How We Built a Tamper-Evident Ledger for AI Decisions

A short engineering walkthrough of the hash chain, canonical serialisation, and advisory locks that make Precipiqs decision log forensically credible.

By Precipiq Engineering

A log that a customer could have modified after the fact is not evidence. It is a narrative. That distinction matters more than the engineering complexity of fixing it, so we fixed it.

This post walks through the three pieces that make Precipiq's decision log credible under forensic scrutiny: the hash chain, the canonical identity function, and the serialisation guard that prevents a corrupted write from invalidating the chain.

The shape of the problem

Every AI decision is a row in a Postgres table. Rows have:

  • id (UUID, server-generated)
  • org_id (FK to organizations)
  • agent_id, action_type (caller-supplied strings)
  • inputs, outputs, alternatives (JSONB)
  • confidence, human_in_loop, timestamp
  • prev_hash — the hash of the previous decision for this org
  • hash — a hash over {id, org_id, agent_id, action_type, inputs, outputs, timestamp, prev_hash}

A naive implementation has two classes of failure. First, if you just do SHA256(json.dumps(dict_of_fields)) you will produce different hashes on different machines because Python dict iteration order used to vary and because JSON number encoding (1.0 vs 1) drifts across libraries. Second, under concurrent writes, two inserts can both read the same last_hash value, both insert rows pointing at the same predecessor, and fork the chain.

The canonical identity function

Our hash input is built from a plain Python dict but serialised with json.dumps(payload, sort_keys=True, separators=(",", ":")). That combination gives us:

  • Deterministic key order (alphabetic).
  • No whitespace drift between writer and verifier.
  • No Decimal vs float ambiguity — amounts are normalised to strings upstream, so the serialiser never has to choose a numeric encoding.

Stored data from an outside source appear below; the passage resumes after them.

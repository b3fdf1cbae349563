//! GTFS Realtime protobuf message types.
//!
//! Hand-written trip-update subset of gtfs-realtime.proto with the official
//! wire tags. Fields this tool never reads (vehicle positions, alerts,
//! translated strings) are left out: the protobuf wire format skips unknown
//! fields, so full production feeds still decode, and entities that only
//! carry those payloads surface with `trip_update == None`.

use prost::Message;

#[derive(Clone, PartialEq, Message)]
pub struct FeedMessage {
    #[prost(message, optional, tag = "1")]
    pub header: Option<FeedHeader>,
    #[prost(message, repeated, tag = "2")]
    pub entity: Vec<FeedEntity>,
}

#[derive(Clone, PartialEq, Message)]
pub struct FeedHeader {
    #[prost(string, optional, tag = "1")]
    pub gtfs_realtime_version: Option<String>,
    #[prost(uint64, optional, tag = "3")]
    pub timestamp: Option<u64>,
}

#[derive(Clone, PartialEq, Message)]
pub struct FeedEntity {
    #[prost(string, optional, tag = "1")]
    pub id: Option<String>,
    #[prost(bool, optional, tag = "2")]
    pub is_deleted: Option<bool>,
    #[prost(message, optional, tag = "3")]
    pub trip_update: Option<TripUpdate>,
}

#[derive(Clone, PartialEq, Message)]
pub struct TripUpdate {
    #[prost(message, optional, tag = "1")]
    pub trip: Option<TripDescriptor>,
    #[prost(message, repeated, tag = "2")]
    pub stop_time_update: Vec<StopTimeUpdate>,
    #[prost(uint64, optional, tag = "4")]
    pub timestamp: Option<u64>,
}

#[derive(Clone, PartialEq, Message)]
pub struct TripDescriptor {
    #[prost(string, optional, tag = "1")]
    pub trip_id: Option<String>,
    #[prost(string, optional, tag = "2")]
    pub start_time: Option<String>,
    #[prost(string, optional, tag = "3")]
    pub start_date: Option<String>,
    #[prost(string, optional, tag = "5")]
    pub route_id: Option<String>,
}

#[derive(Clone, PartialEq, Message)]
pub struct StopTimeUpdate {
    #[prost(uint32, optional, tag = "1")]
    pub stop_sequence: Option<u32>,
    #[prost(message, optional, tag = "2")]
    pub arrival: Option<StopTimeEvent>,
    #[prost(message, optional, tag = "3")]
    pub departure: Option<StopTimeEvent>,
    #[prost(string, optional, tag = "4")]
    pub stop_id: Option<String>,
}

#[derive(Clone, PartialEq, Message)]
pub struct StopTimeEvent {
    #[prost(int32, optional, tag = "1")]
    pub delay: Option<i32>,
    #[prost(int64, optional, tag = "2")]
    pub time: Option<i64>,
    #[prost(int32, optional, tag = "3")]
    pub uncertainty: Option<i32>,
}
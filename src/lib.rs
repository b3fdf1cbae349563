pub mod config;
pub mod enrich;
pub mod error;
pub mod fetch;
pub mod filter;
pub mod geo;
pub mod gtfs_rt;
pub mod parser;
pub mod pipeline;
pub mod report;
pub mod stops;

pub use error::Error;
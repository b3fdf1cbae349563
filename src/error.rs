//! Error taxonomy for the departure pipeline.
//!
//! Every variant aborts the run at the top level: there is no retry and no
//! partial report. A single failing feed source invalidates the whole output.

#[derive(Debug, thiserror::Error)]
pub enum Error {
    #[error("invalid configuration: {0}")]
    Config(String),

    #[error("reference stop data: {0}")]
    ReferenceData(String),

    #[error("feed fetch failed for {url}: {message}")]
    Fetch { url: String, message: String },

    #[error("feed decode failed: {0}")]
    Decode(#[from] prost::DecodeError),

    #[error("invalid coordinate: {0}")]
    Validation(String),

    #[error("grouping invariant violated: {0}")]
    InternalInvariant(String),
}

pub type Result<T> = std::result::Result<T, Error>;
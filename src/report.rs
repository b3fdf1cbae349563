//! Groups enriched updates by station name for the final report.

use std::collections::BTreeMap;

use serde::Serialize;

use crate::enrich::EnrichedUpdate;
use crate::error::{Error, Result};
use crate::geo::SelectedStop;

/// All upcoming updates for one station, with its walk-time estimate.
#[derive(Debug, Serialize)]
#[serde(rename_all = "camelCase")]
pub struct StationReport {
    pub minutes_to: f64,
    pub updates: Vec<EnrichedUpdate>,
}

/// Groups updates by station name and attaches each station's walk time.
///
/// The key is the stop *name*, so platforms sharing a station fold into one
/// group. `minutes_to` comes from the first selected stop carrying that
/// name (selection order is stable). Within a group, updates keep the order
/// they arrived in; no sort is applied. Sorted map keys make the serialized
/// report deterministic.
///
/// # Errors
///
/// Returns [`Error::InternalInvariant`] if a grouped station name has no
/// matching selected stop. Updates sourced from the filter always carry a
/// selected stop's name, so this is unreachable in the assembled pipeline.
pub fn group_by_station(
    updates: Vec<EnrichedUpdate>,
    selected: &[SelectedStop],
) -> Result<BTreeMap<String, StationReport>> {
    let mut groups: BTreeMap<String, Vec<EnrichedUpdate>> = BTreeMap::new();
    for update in updates {
        groups.entry(update.stop_name.clone()).or_default().push(update);
    }

    groups
        .into_iter()
        .map(|(name, updates)| {
            let minutes_to = selected
                .iter()
                .find(|stop| stop.stop.stop_name == name)
                .map(|stop| stop.minutes_to)
                .ok_or_else(|| {
                    Error::InternalInvariant(format!(
                        "grouped station {name:?} is not in the selected stop set"
                    ))
                })?;
            Ok((name, StationReport { minutes_to, updates }))
        })
        .collect()
}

That determinism is the floor. Without it, the same inputs hash differently on different machines and verification fails for reasons that have nothing to do with tampering.

The advisory-lock guard

Concurrent inserts are serialised per-org with a PostgreSQL advisory lock:

SELECT pg_advisory_xact_lock(:org_hash);
SELECT hash FROM ai_decisions WHERE org_id = :org ORDER BY created_at DESC LIMIT 1;
-- compute new hash, insert, commit

The lock is acquired inside the same transaction as the insert, so it releases automatically when the transaction commits or rolls back. Two concurrent writers for the same org queue up behind each other; writers for different orgs proceed in parallel.

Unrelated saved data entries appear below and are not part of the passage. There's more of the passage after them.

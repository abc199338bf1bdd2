//! UI-facing summaries of a node's evaluations.

use std::cmp::Ordering;
use std::collections::BTreeMap;

use chess_core::rules::legal_moves;
use indexmap::{IndexMap, IndexSet};
use serde::Serialize;

use crate::color::{move_colors, MoveColor};
use crate::evaluation::{MovePolicy, MoveProbabilities, SearchEvaluation};
use crate::graph::{GraphError, NodeId, PositionGraph};
use crate::skill::SkillLevels;

/// Loss cut between good and ok moves
const OK_LOSS: f64 = -0.05;
/// Loss cut between ok moves and blunders
const BLUNDER_LOSS: f64 = -0.10;

/// Candidates taken from the reference level and from the engine
const MATRIX_TOP_MOVES: usize = 3;

/// Move-map x axis range, in pawns
const MOVE_MAP_MIN_PAWNS: f64 = -4.0;

/// Share of a level's probability mass per move-quality bucket, in percent.
/// Sums to exactly 100, or to 0 when nothing could be tallied.
#[derive(Debug, Clone, Copy, Default, PartialEq, Eq, Serialize)]
pub struct BlunderMeter {
    pub good: u32,
    pub ok: u32,
    pub blunder: u32,
}

/// Tally `policy` into good / ok / blunder buckets by win-rate loss.
///
/// Losses may be given with either sign. Moves without a loss are skipped.
pub fn blunder_meter(policy: &MovePolicy, losses: &BTreeMap<String, f64>) -> BlunderMeter {
    let mut raw = [0.0f64; 3];
    for (mv, &probability) in policy {
        let Some(loss) = losses.get(mv).map(|l| -l.abs()) else {
            continue;
        };
        let bucket = if loss >= OK_LOSS {
            0
        } else if loss >= BLUNDER_LOSS {
            1
        } else {
            2
        };
        raw[bucket] += probability * 100.0;
    }

    let total: f64 = raw.iter().sum();
    if total <= 0.0 {
        return BlunderMeter::default();
    }

    let shares = raw.map(|r| r * 100.0 / total);
    let mut floored = shares.map(|s| (s + 1e-9).floor() as u32);
    let mut shortfall = 100u32.saturating_sub(floored.iter().sum());

    // Largest remainder first
    let mut order = [0usize, 1, 2];
    order.sort_by(|&a, &b| {
        let ra = shares[a] - floored[a] as f64;
        let rb = shares[b] - floored[b] as f64;
        rb.partial_cmp(&ra).unwrap_or(Ordering::Equal)
    });
    for &i in order.iter().cycle() {
        if shortfall == 0 {
            break;
        }
        floored[i] += 1;
        shortfall -= 1;
    }

    BlunderMeter {
        good: floored[0],
        ok: floored[1],
        blunder: floored[2],
    }
}

#[derive(Debug, Clone, PartialEq, Serialize)]
pub struct MoveProbability {
    #[serde(rename = "move")]
    pub mv: String,
    pub probability: f64,
}

#[derive(Debug, Clone, PartialEq, Serialize)]
pub struct EngineMove {
    #[serde(rename = "move")]
    pub mv: String,
    /// White's point of view
    pub cp: i32,
    /// Relative to the best move, side to move's point of view
    pub relative_cp: i32,
    pub win_rate: Option<f64>,
    pub win_rate_loss: Option<f64>,
}

/// Moves by descending probability.
pub fn ranked_probabilities(policy: &MovePolicy) -> Vec<MoveProbability> {
    let mut moves: Vec<MoveProbability> = policy
        .iter()
        .map(|(mv, &probability)| MoveProbability { mv: mv.clone(), probability })
        .collect();
    moves.sort_by(|a, b| {
        b.probability
            .partial_cmp(&a.probability)
            .unwrap_or(Ordering::Equal)
            .then_with(|| a.mv.cmp(&b.mv))
    });
    moves
}

/// Engine moves, best first for the side to move.
pub fn ranked_engine_moves(search: &SearchEvaluation) -> Vec<EngineMove> {
    let mut moves: Vec<EngineMove> = search
        .cp_vec
        .iter()
        .map(|(mv, &cp)| EngineMove {
            mv: mv.clone(),
            cp,
            relative_cp: search.relative_cp(mv).unwrap_or(0),
            win_rate: search.win_rate(mv),
            win_rate_loss: search.win_rate_loss(mv),
        })
        .collect();
    moves.sort_by(|a, b| b.relative_cp.cmp(&a.relative_cp).then_with(|| a.mv.cmp(&b.mv)));
    moves
}

#[derive(Debug, Clone, PartialEq, Serialize)]
pub struct RatingRow {
    pub level: String,
    pub rating: Option<u32>,
    /// Candidate move → percent
    pub probabilities: IndexMap<String, f64>,
}

#[derive(Debug, Clone, Default, PartialEq, Serialize)]
pub struct MovesByRating {
    pub moves: Vec<String>,
    pub rows: Vec<RatingRow>,
}

/// Probability of each candidate move at every skill level.
///
/// Candidates: the reference level's top three, the engine's top three and
/// every level's favorite, in that order without duplicates.
pub fn moves_by_rating(
    probabilities: &MoveProbabilities,
    search: Option<&SearchEvaluation>,
    levels: &SkillLevels,
) -> MovesByRating {
    let mut candidates: IndexSet<String> = IndexSet::new();

    if let Some(reference) = probabilities.get(levels.reference()) {
        candidates.extend(
            ranked_probabilities(&reference.policy)
                .into_iter()
                .take(MATRIX_TOP_MOVES)
                .map(|m| m.mv),
        );
    }
    if let Some(search) = search {
        candidates.extend(
            ranked_engine_moves(search)
                .into_iter()
                .take(MATRIX_TOP_MOVES)
                .map(|m| m.mv),
        );
    }
    for level in levels.levels() {
        if let Some(top) = probabilities
            .get(level)
            .and_then(|l| ranked_probabilities(&l.policy).into_iter().next())
        {
            candidates.insert(top.mv);
        }
    }

    let rows = levels
        .levels()
        .iter()
        .map(|level| {
            let policy = probabilities.get(level).map(|l| &l.policy);
            RatingRow {
                level: level.clone(),
                rating: SkillLevels::rating(level),
                probabilities: candidates
                    .iter()
                    .map(|mv| {
                        let p = policy.and_then(|p| p.get(mv)).copied().unwrap_or(0.0);
                        (mv.clone(), p * 100.0)
                    })
                    .collect(),
            }
        })
        .collect();

    MovesByRating {
        moves: candidates.into_iter().collect(),
        rows,
    }
}

#[derive(Debug, Clone, PartialEq, Serialize)]
pub struct MoveMapPoint {
    #[serde(rename = "move")]
    pub mv: String,
    /// Relative score in pawns, within [-4, 0]
    pub x: f64,
    /// Probability in percent
    pub y: f64,
}

/// Scatter points for moves with both a probability and a relative score.
pub fn move_map(policy: &MovePolicy, search: &SearchEvaluation) -> Vec<MoveMapPoint> {
    ranked_probabilities(policy)
        .into_iter()
        .filter_map(|m| {
            let cp = search.relative_cp(&m.mv)?;
            Some(MoveMapPoint {
                x: (cp as f64 / 100.0).clamp(MOVE_MAP_MIN_PAWNS, 0.0),
                y: m.probability * 100.0,
                mv: m.mv,
            })
        })
        .collect()
}

/// Everything the analysis panel shows for one node.
#[derive(Debug, Clone, Default, Serialize)]
pub struct Recommendations {
    pub blunder_meter: BlunderMeter,
    pub probabilities: Vec<MoveProbability>,
    pub engine_moves: Vec<EngineMove>,
    pub moves_by_rating: MovesByRating,
    pub move_map: Vec<MoveMapPoint>,
    pub colors: BTreeMap<String, MoveColor>,
}

impl Recommendations {
    /// Aggregate the node's current data; missing data yields empty parts.
    pub fn for_node(graph: &PositionGraph, node: NodeId, levels: &SkillLevels) -> Result<Self, GraphError> {
        let node = graph.get(node)?;
        let search = node.search.as_ref();
        let reference = node
            .move_probabilities
            .as_ref()
            .and_then(|p| p.get(levels.reference()))
            .map(|l| &l.policy);

        let legal: Vec<String> = legal_moves(&node.fen)
            .map(|moves| moves.into_iter().map(|m| m.uci).collect())
            .unwrap_or_default();

        Ok(Self {
            blunder_meter: match (reference, search.and_then(|s| s.winrate_loss_vec.as_ref())) {
                (Some(policy), Some(losses)) => blunder_meter(policy, losses),
                _ => BlunderMeter::default(),
            },
            probabilities: reference.map(ranked_probabilities).unwrap_or_default(),
            engine_moves: search.map(ranked_engine_moves).unwrap_or_default(),
            moves_by_rating: node
                .move_probabilities
                .as_ref()
                .map(|p| moves_by_rating(p, search, levels))
                .unwrap_or_default(),
            move_map: match (reference, search) {
                (Some(policy), Some(search)) => move_map(policy, search),
                _ => Vec::new(),
            },
            colors: move_colors(&legal, search),
        })
    }
}
//! PGN header parsing, header formatting and main-line extraction.

use regex::Regex;

/// Parse all `[Key "Value"]` header pairs in order of appearance.
pub fn parse_headers(pgn: &str) -> Vec<(String, String)> {
    let header_re = match Regex::new(r#"\[(\w+)\s+"([^"]*)"\]"#) {
        Ok(re) => re,
        Err(_) => return Vec::new(),
    };

    header_re
        .captures_iter(pgn)
        .map(|cap| (cap[1].to_string(), cap[2].to_string()))
        .collect()
}

/// Extract a string value from a PGN header (e.g. FEN, SetUp).
pub fn extract_header(pgn: &str, header_name: &str) -> Option<String> {
    let pattern = format!(r#"\[{}\s+"([^"]*)"\]"#, regex::escape(header_name));
    let re = Regex::new(&pattern).ok()?;
    let value = re.captures(pgn)?.get(1)?.as_str().to_string();
    if value.is_empty() { None } else { Some(value) }
}

/// Render one header line, escaping quotes and backslashes in the value.
pub fn format_header(key: &str, value: &str) -> String {
    let escaped = value.replace('\\', "\\\\").replace('"', "\\\"");
    format!("[{key} \"{escaped}\"]")
}

/// Move-number prefix for the move played from a position at `ply`
/// (0 = White's first move). Black moves only get a prefix when `force` is
/// set, e.g. at the start of a variation.
pub fn move_number_prefix(ply: u32, force: bool) -> Option<String> {
    let number = ply / 2 + 1;
    if ply % 2 == 0 {
        Some(format!("{number}."))
    } else if force {
        Some(format!("{number}..."))
    } else {
        None
    }
}

const RESULTS: [&str; 4] = ["1-0", "0-1", "1/2-1/2", "*"];

/// SAN tokens of the main line, in order. Headers, comments, side lines,
/// move numbers, NAGs and the result are skipped.
pub fn mainline_sans(pgn: &str) -> Vec<String> {
    let noise = match Regex::new(r"(?m)^\[.*\]\s*$|\{[^}]*\}|;[^\n]*") {
        Ok(re) => re,
        Err(_) => return Vec::new(),
    };
    let stripped = noise.replace_all(pgn, " ");

    let mut depth = 0usize;
    let mut mainline = String::with_capacity(stripped.len());
    for c in stripped.chars() {
        match c {
            '(' => depth += 1,
            ')' => depth = depth.saturating_sub(1),
            _ if depth == 0 => mainline.push(c),
            _ => {}
        }
    }

    mainline
        .split_whitespace()
        .filter(|token| !RESULTS.contains(token) && !token.starts_with('$'))
        .map(|token| token.trim_start_matches(|c: char| c.is_ascii_digit() || c == '.'))
        .filter(|token| !token.is_empty())
        .map(str::to_string)
        .collect()
}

This costs us a few milliseconds per insert under contention. In exchange, we get the invariant that a verifier walking the chain can always rebuild it in exactly the order it was written.

The verification walk

Verification is just the inverse of the write. Walk from the genesis row (the one whose prev_hash is 64 zeros), hash each row the same way the writer did, compare against the stored hash, and move on to the row whose prev_hash equals the just-verified hash.

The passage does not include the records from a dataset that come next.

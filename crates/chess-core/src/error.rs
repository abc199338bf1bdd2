use thiserror::Error;

#[derive(Error, Debug, Clone, PartialEq, Eq)]
pub enum RulesError {
    #[error("Invalid FEN: {0}")]
    InvalidFen(String),

    #[error("Invalid UCI move: {0}")]
    InvalidUci(String),

    #[error("Invalid SAN move: {0}")]
    InvalidSan(String),

    #[error("Illegal move {mv} in {fen}")]
    IllegalMove { fen: String, mv: String },
}
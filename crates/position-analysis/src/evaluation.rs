//! Evaluation payloads attached to position nodes.

use std::collections::BTreeMap;

use serde::{Deserialize, Serialize};

use crate::win_rate::win_rate;

/// Move (UCI) → probability, as produced by the model or the opening book.
pub type MovePolicy = BTreeMap<String, f64>;

/// Model output for one skill level.
#[derive(Debug, Clone, Default, PartialEq, Serialize, Deserialize)]
pub struct LevelEvaluation {
    /// Expected value for the side to move
    pub value: f64,
    pub policy: MovePolicy,
}

/// Skill level → model output.
pub type MoveProbabilities = BTreeMap<String, LevelEvaluation>;

/// One depth of search-engine output for a position.
#[derive(Debug, Clone, PartialEq, Serialize, Deserialize)]
pub struct SearchEvaluation {
    pub depth: u32,
    /// Engine's preferred move (UCI)
    pub model_move: String,
    /// Move → centipawns from White's point of view
    pub cp_vec: BTreeMap<String, i32>,
    /// Move → centipawns relative to the best move, for the side to move (≤ 0)
    pub cp_relative_vec: BTreeMap<String, i32>,
    pub winrate_vec: Option<BTreeMap<String, f64>>,
    /// Move → win rate minus the best move's win rate (≤ 0)
    pub winrate_loss_vec: Option<BTreeMap<String, f64>>,
}

impl SearchEvaluation {
    /// Build an evaluation from White-POV scores, deriving the relative table.
    pub fn new(
        depth: u32,
        model_move: impl Into<String>,
        cp_vec: BTreeMap<String, i32>,
        white_to_move: bool,
    ) -> Self {
        let mut eval = Self {
            depth,
            model_move: model_move.into(),
            cp_vec,
            cp_relative_vec: BTreeMap::new(),
            winrate_vec: None,
            winrate_loss_vec: None,
        };
        if let Some(best) = eval.best_side_cp(white_to_move) {
            eval.cp_relative_vec = eval
                .cp_vec
                .keys()
                .filter_map(|mv| Some((mv.clone(), eval.side_cp(mv, white_to_move)? - best)))
                .collect();
        }
        eval
    }

    /// Centipawns for `mv` from the side to move's point of view.
    pub fn side_cp(&self, mv: &str, white_to_move: bool) -> Option<i32> {
        let cp = *self.cp_vec.get(mv)?;
        Some(if white_to_move { cp } else { -cp })
    }

    fn best_side_cp(&self, white_to_move: bool) -> Option<i32> {
        self.cp_vec
            .keys()
            .filter_map(|mv| self.side_cp(mv, white_to_move))
            .max()
    }

    /// Fill in the win-rate tables from `cp_vec` when the engine did not
    /// provide them. Existing tables are kept as-is.
    pub fn with_win_rates(mut self, white_to_move: bool) -> Self {
        if self.winrate_vec.is_none() {
            let rates: BTreeMap<String, f64> = self
                .cp_vec
                .keys()
                .filter_map(|mv| Some((mv.clone(), win_rate(self.side_cp(mv, white_to_move)?))))
                .collect();
            self.winrate_vec = Some(rates);
        }
        if self.winrate_loss_vec.is_none() {
            if let Some(rates) = &self.winrate_vec {
                let best = rates.values().copied().fold(f64::NEG_INFINITY, f64::max);
                let losses = rates
                    .iter()
                    .map(|(mv, rate)| (mv.clone(), rate - best))
                    .collect();
                self.winrate_loss_vec = Some(losses);
            }
        }
        self
    }

    pub fn win_rate(&self, mv: &str) -> Option<f64> {
        self.winrate_vec.as_ref()?.get(mv).copied()
    }

    pub fn win_rate_loss(&self, mv: &str) -> Option<f64> {
        self.winrate_loss_vec.as_ref()?.get(mv).copied()
    }

    pub fn relative_cp(&self, mv: &str) -> Option<i32> {
        self.cp_relative_vec.get(mv).copied()
    }
}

If any row's recomputed hash doesn't match its stored value, we stop and return the first broken link. That's what /decisions/chain/verify emits — a boolean plus an optional UUID pointing at the break.

What the chain doesn't do

A few things worth being honest about:

  • It doesn't prevent tampering. An attacker with DB write access can rewrite rows. The chain ensures we notice — they would have to rewrite every subsequent row's hash too, and the genesis hash is pinned in our backup pipeline.
  • It doesn't make the log admissible as evidence. That's a question for your attorney and the relevant jurisdiction. Having a cryptographically verifiable record strengthens your position; it doesn't automatically win the argument.
  • It doesn't answer "what should the AI have done?" We capture what the AI did, not what it should have done. Policy adherence is a separate product layer.

Where we want to go next

The immediate roadmap is signed export bundles — a customer who needs to hand the log to a regulator shouldn't have to trust our infra. We sign every bundle with a per-org RSA key so the regulator can verify authenticity without talking to us.

Beyond that: multi-party signing (a second signature from an insurer or counterparty), Merkle-tree batching (faster verification for very long chains), and optional external anchor (one hash per day committed to a public ledger). These are all "once we have the customers who need them" features.

The floor — deterministic hashes, advisory-locked inserts, per-org chains — is what we need to stand up today. That's what we built.